▸ **Data supplied**:
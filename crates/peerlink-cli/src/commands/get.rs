//! Get command implementation.

use anyhow::{Context, Result};

use peerlink_core::catalog::CatalogStore;
use peerlink_core::client::Downloader;
use peerlink_core::config::Config;
use peerlink_core::file::{destination_path, format_size};

use super::GetArgs;
use crate::ui::{display_progress, format_rate};

/// Run the get command.
pub async fn run(args: GetArgs, config: Config) -> Result<()> {
    let catalog_path = args
        .catalog
        .or_else(|| config.catalog_path())
        .context("No catalog file configured; pass --catalog")?;
    let store = CatalogStore::load_from(catalog_path.clone())
        .with_context(|| format!("Failed to load catalog {}", catalog_path.display()))?;
    let catalog = store.to_memory();

    let output_dir = args.output.unwrap_or(config.client.download_dir);
    let dest = destination_path(&output_dir, &args.file_name)
        .with_context(|| format!("Cannot save '{}'", args.file_name))?;

    if !args.quiet {
        println!();
        println!("Downloading {} from {}", args.file_name, args.peer);
        println!("  -> {}", dest.display());
        println!();
    }

    let downloader = Downloader::new(config.network.connect_timeout);
    let progress_handle =
        (!args.quiet).then(|| tokio::spawn(display_progress(downloader.progress())));

    let result = downloader
        .download(&args.peer, &args.file_name, &dest, &catalog)
        .await;

    if let Some(handle) = progress_handle {
        let _ = handle.await;
    }

    let report = result.with_context(|| {
        format!("Failed to download '{}' from {}", args.file_name, args.peer)
    })?;

    if !args.quiet {
        println!();
        println!(
            "  Verified {} ({}, {}) in {:.1}s",
            report.path.display(),
            format_size(report.bytes),
            format_rate(report.bytes, report.elapsed),
            report.elapsed.as_secs_f64()
        );
        println!("  SHA-256: {}", report.hash);
    }

    Ok(())
}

▸ **Task to complete**: Would you output every record above exactly as it stands?

▸ **Exercise solution**:
filename crates/peerlink-cli/src/commands/get.rs
//! Get command implementation.

use anyhow::{Context, Result};

use peerlink_core::catalog::CatalogStore;
use peerlink_core::client::Downloader;
use peerlink_core::config::Config;
use peerlink_core::file::{destination_path, format_size};

use super::GetArgs;
use crate::ui::{display_progress, format_rate};

/// Run the get command.
pub async fn run(args: GetArgs, config: Config) -> Result<()> {
    let catalog_path = args
        .catalog
        .or_else(|| config.catalog_path())
        .context("No catalog file configured; pass --catalog")?;
    let store = CatalogStore::load_from(catalog_path.clone())
        .with_context(|| format!("Failed to load catalog {}", catalog_path.display()))?;
    let catalog = store.to_memory();

    let output_dir = args.output.unwrap_or(config.client.download_dir);
    let dest = destination_path(&output_dir, &args.file_name)
        .with_context(|| format!("Cannot save '{}'", args.file_name))?;

    if !args.quiet {
        println!();
        println!("Downloading {} from {}", args.file_name, args.peer);
        println!("  -> {}", dest.display());
        println!();
    }

    let downloader = Downloader::new(config.network.connect_timeout);
    let progress_handle =
        (!args.quiet).then(|| tokio::spawn(display_progress(downloader.progress())));

    let result = downloader
        .download(&args.peer, &args.file_name, &dest, &catalog)
        .await;

    if let Some(handle) = progress_handle {
        let _ = handle.await;
    }

    let report = result.with_context(|| {
        format!("Failed to download '{}' from {}", args.file_name, args.peer)
    })?;

    if !args.quiet {
        println!();
        println!(
            "  Verified {} ({}, {}) in {:.1}s",
            report.path.display(),
            format_size(report.bytes),
            format_rate(report.bytes, report.elapsed),
            report.elapsed.as_secs_f64()
        );
        println!("  SHA-256: {}", report.hash);
    }

    Ok(())
}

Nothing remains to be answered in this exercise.